During the investigation, the region’s SOC observed a surge of administrative commands deleting shadow copies across numerous hosts, and responders initiated broad host isolation to halt further propagation. On one desktop, an Akira binary named w.exe succeeded in encrypting the local machine, but the swift, large-scale segmentation prevented the malicious payload from activating elsewhere in the network.
A number of user accounts were compromised from internal addresses in the 192.168.x.x range — addresses that went unchallenged because DHCP had assigned them to systems controlled by the attackers after the VPN compromise. This tactic complicates detection because the traffic appears as legitimate internal activity and evades standard endpoint protections.
Further inspection of the domain controller revealed that the adversaries had enumerated and exported certificates from the local store using certutil. Export to PFX includes private keys; when such certificates are used for authentication, their theft enables attackers to impersonate legitimate users or devices and to escalate and broaden access.

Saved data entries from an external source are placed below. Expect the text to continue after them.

#[cfg(test)]
mod tests {
    use super::*;
    use crate::actor::{Faction, Roster};
    use crate::damage::{DamageDealer, DamageType};
    use crate::detection::Piercing;
    use crate::events::EventType;
    use crate::foundation::collections::{ActorId, SlotMap, TargetId};
    use approx::assert_relative_eq;
    use rand::rngs::mock::StepRng;
    use rand::rngs::StdRng;
    use rand::SeedableRng;
    use std::cell::RefCell;
    use std::rc::Rc;

    struct Fixture {
        roster: Roster,
        events: CombatEventBus,
        config: ImpactConfig,
        colliders: SlotMap<TargetId, ()>,
        player: ActorId,
        enemy: ActorId,
        enemy_body: TargetId,
    }

    impl Fixture {
        fn new() -> Self {
            let mut roster = Roster::new();
            let player = roster.spawn_with_health(Faction::PLAYER, 100.0);
            let enemy = roster.spawn_with_health(Faction::ENEMY, 100.0);
            let mut colliders = SlotMap::with_key();
            let enemy_body = colliders.insert(());
            roster.attach_collider(enemy_body, Some(enemy));
            Self {
                roster,
                events: CombatEventBus::new(),
                config: ImpactConfig::default(),
                colliders,
                player,
                enemy,
                enemy_body,
            }
        }

        fn collider(&mut self, owner: Option<ActorId>) -> TargetId {
            let id = self.colliders.insert(());
            self.roster.attach_collider(id, owner);
            id
        }

        fn core(&self, piercing: Piercing) -> DetectorCore {
            let mut core = DetectorCore::new(piercing, 0.0, 0.0);
            core.owner = Some(self.player);
            core.dealer = Some(DamageDealer::new(10.0, DamageType::Kinetic));
            core
        }

        fn resolve(&mut self, core: &mut DetectorCore, target: TargetId, rng: &mut dyn RngCore) -> Resolution {
            let mut env = ResolveEnv {
                actors: &mut self.roster,
                events: &mut self.events,
                rng,
                config: &self.config,
            };
            resolve_hit(core, &HitCollisionInfo::new(target), &mut env)
        }

        fn enemy_health(&self) -> f32 {
            self.roster.health(self.enemy).unwrap().current
        }
    }

    fn seeded() -> StdRng {
        StdRng::seed_from_u64(7)
    }

    #[test]
    fn test_applies_base_damage() {
        let mut fx = Fixture::new();
        let taken = Rc::new(RefCell::new(Vec::new()));
        let log = taken.clone();
        fx.events.subscribe(EventType::DamageTaken, move |event: &CombatEvent| {
            log.borrow_mut().push(event.receiver());
            false
        });

        let mut core = fx.core(Piercing::none());
        let body = fx.enemy_body;
        let resolution = fx.resolve(&mut core, body, &mut seeded());

        assert_eq!(resolution.applied_amount(), Some(10.0));
        assert_eq!(fx.enemy_health(), 90.0);
        assert_eq!(*taken.borrow(), vec![fx.enemy]);
    }

    #[test]
    fn test_same_faction_never_damaged() {
        let mut fx = Fixture::new();
        let ally = fx.roster.spawn_with_health(Faction::PLAYER, 50.0);
        let ally_body = fx.collider(Some(ally));

        let mut core = fx.core(Piercing::none());
        let resolution = fx.resolve(&mut core, ally_body, &mut seeded());

        assert_eq!(resolution, Resolution::Vetoed(VetoReason::SameFaction));
        assert!(!resolution.is_consumed());
        assert_eq!(fx.roster.health(ally).unwrap().current, 50.0);
    }

    #[test]
    fn test_possessed_enemy_is_an_ally() {
        let mut fx = Fixture::new();
        let player = fx.player;
        let enemy = fx.enemy;
        fx.roster.set_manipulated_by(enemy, Some(player));

        let mut core = fx.core(Piercing::none());
        let body = fx.enemy_body;
        assert_eq!(
            fx.resolve(&mut core, body, &mut seeded()),
            Resolution::Vetoed(VetoReason::SameFaction)
        );
        assert_eq!(fx.enemy_health(), 100.0);
    }

    #[test]
    fn test_ownerless_and_stale_are_consumed() {
        let mut fx = Fixture::new();
        let wall = fx.collider(None);
        let ghost = fx.collider(None);
        fx.roster.detach_collider(ghost);

        let mut core = fx.core(Piercing::none());
        let neutral = fx.resolve(&mut core, wall, &mut seeded());
        assert!(neutral.is_ownerless() && neutral.is_consumed());

        let stale = fx.resolve(&mut core, ghost, &mut seeded());
        assert_eq!(stale, Resolution::Stale);
        assert!(stale.is_consumed());
    }

    #[test]
    fn test_history_dedup_only_for_finite_piercing() {
        let mut fx = Fixture::new();
        let body = fx.enemy_body;

        let mut finite = fx.core(Piercing::finite(3, 100.0));
        finite.history.record(body);
        assert_eq!(
            fx.resolve(&mut finite, body, &mut seeded()),
            Resolution::Vetoed(VetoReason::AlreadyHit)
        );

        let mut infinite = fx.core(Piercing::infinite());
        infinite.history.record(body);
        assert!(fx.resolve(&mut infinite, body, &mut seeded()).applied_amount().is_some());
    }

    #[test]
    fn test_forced_block_roll() {
        let mut fx = Fixture::new();
        let enemy = fx.enemy;
        fx.roster.set_stat(enemy, Stat::BlockChance, 50.0);
        let blocks = Rc::new(RefCell::new(0));
        let counter = blocks.clone();
        fx.events.subscribe(EventType::BlockHappened, move |_: &CombatEvent| {
            *counter.borrow_mut() += 1;
            false
        });

        let mut core = fx.core(Piercing::none());
        let body = fx.enemy_body;
        let resolution = fx.resolve(&mut core, body, &mut StepRng::new(0, 0));

        assert_eq!(resolution, Resolution::Blocked);
        assert!(resolution.is_consumed());
        assert_eq!(*blocks.borrow(), 1);
        assert_eq!(fx.enemy_health(), 100.0);
    }

    #[test]
    fn test_damage_scales_with_prior_pierces() {
        let mut fx = Fixture::new();
        let player = fx.player;
        fx.roster.set_stat(player, Stat::DamagePerPierce, 50.0);

        let mut piercing = Piercing::finite(3, 100.0);
        piercing.decrement();
        piercing.decrement();
        let mut core = fx.core(piercing);
        let body = fx.enemy_body;

        let amount = fx.resolve(&mut core, body, &mut seeded()).applied_amount().unwrap();
        assert_relative_eq!(amount, 20.0);

        core.dealer = Some(DamageDealer::new(0.25, DamageType::Kinetic));
        let floored = fx.resolve(&mut core, body, &mut seeded()).applied_amount().unwrap();
        assert_relative_eq!(floored, 1.0);
    }

    #[test]
    fn test_crit_combines_global_and_dealer_and_resets() {
        let mut fx = Fixture::new();
        fx.config = ImpactConfig::default().with_crit(100.0, 1.5);
        let player = fx.player;
        fx.roster.set_stat(player, Stat::CritMultiplier, 0.5);

        let mut core = fx.core(Piercing::none());
        let body = fx.enemy_body;
        let resolution = fx.resolve(&mut core, body, &mut seeded());

        match resolution {
            Resolution::Applied(damage) => {
                assert!(damage.critical);
                assert_relative_eq!(damage.amount, 20.0);
            }
            other => panic!("expected applied damage, got {:?}", other),
        }
        assert!(!core.dealer.as_ref().unwrap().has_pending_crit());

        fx.config = ImpactConfig::default();
        let plain = fx.resolve(&mut core, body, &mut seeded());
        assert_eq!(plain.applied_amount(), Some(10.0));
    }

    #[test]
    fn test_damage_dealt_veto_cancels_application() {
        let mut fx = Fixture::new();
        fx.events.subscribe(EventType::DamageDealt, |_: &CombatEvent| true);

        let mut core = fx.core(Piercing::none());
        let body = fx.enemy_body;
        let resolution = fx.resolve(&mut core, body, &mut seeded());

        assert_eq!(resolution, Resolution::Cancelled);
        assert!(resolution.is_consumed());
        assert_eq!(fx.enemy_health(), 100.0);
    }

    #[test]
    fn test_despawned_owner_cannot_hit_its_former_allies() {
        let mut fx = Fixture::new();
        let ally = fx.roster.spawn_with_health(Faction::PLAYER, 50.0);
        let ally_body = fx.collider(Some(ally));
        let wall = fx.collider(None);
        let player = fx.player;
        fx.roster.despawn(player);

        let mut core = fx.core(Piercing::none());
        let resolution = fx.resolve(&mut core, ally_body, &mut seeded());
        assert_eq!(resolution, Resolution::Vetoed(VetoReason::UnresolvedDealer));
        assert_eq!(fx.roster.health(ally).unwrap().current, 50.0);

        let body = fx.enemy_body;
        assert_eq!(
            fx.resolve(&mut core, body, &mut seeded()),
            Resolution::Vetoed(VetoReason::UnresolvedDealer)
        );
        assert_eq!(fx.enemy_health(), 100.0);
        assert!(fx.resolve(&mut core, wall, &mut seeded()).is_ownerless());
    }

    #[test]
    fn test_missing_dealer_degrades_to_noop() {
        let mut fx = Fixture::new();
        let mut core = fx.core(Piercing::none());
        core.dealer = None;
        let body = fx.enemy_body;

        let resolution = fx.resolve(&mut core, body, &mut seeded());
        assert_eq!(resolution, Resolution::Vetoed(VetoReason::MissingDealer));
        assert!(core.warned_missing_dealer);
        assert_eq!(fx.enemy_health(), 100.0);
    }
}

While probing administrative resources, the attackers discovered on an engineer’s desktop a file containing Huntress portal backup access codes. These codes serve as a bypass for multifactor authentication and, once compromised, grant full console access without additional verification. After authenticating with the codes, actors from IP 104.238.221[.]69 — previously linked to SonicWall attacks — manually closed active incidents, revoked isolations, and initiated removal of Huntress agents, seeking to blind monitoring and reduce the visibility of their activity.
Huntress analysts were able to replay the intruder’s actions in the portal and documented mass agent removals over the preceding seven days. The incident starkly illustrates the imperative to protect not only primary credentials but also contingency access mechanisms: backup codes stored in plaintext become a single point of failure, permitting MFA bypass, hijacking of privileged accounts, and neutralization of defensive controls.
Mitigation recommendations for similar incidents:
• Never store backup codes or credentials in unencrypted text files or shared folders.
• Use encrypted password managers protected by a strong master passphrase, and disable autofill for critical entries.
• If a password manager is unavailable, keep codes in an encrypted container on external media protected by a passphrase.
• Rotate backup codes regularly when feasible, and monitor authentication logs for unusual sign-ins.
• Extend EDR agent coverage to all attainable endpoints and enforce strict DHCP assignment controls for VPNs.
• Restrict privileges for certificate export and audit all operations involving PFX files.
Huntress stresses that backup codes are not a secondary convenience but a direct vector to bypass multifactor protections and must be guarded with the same rigor as passwords.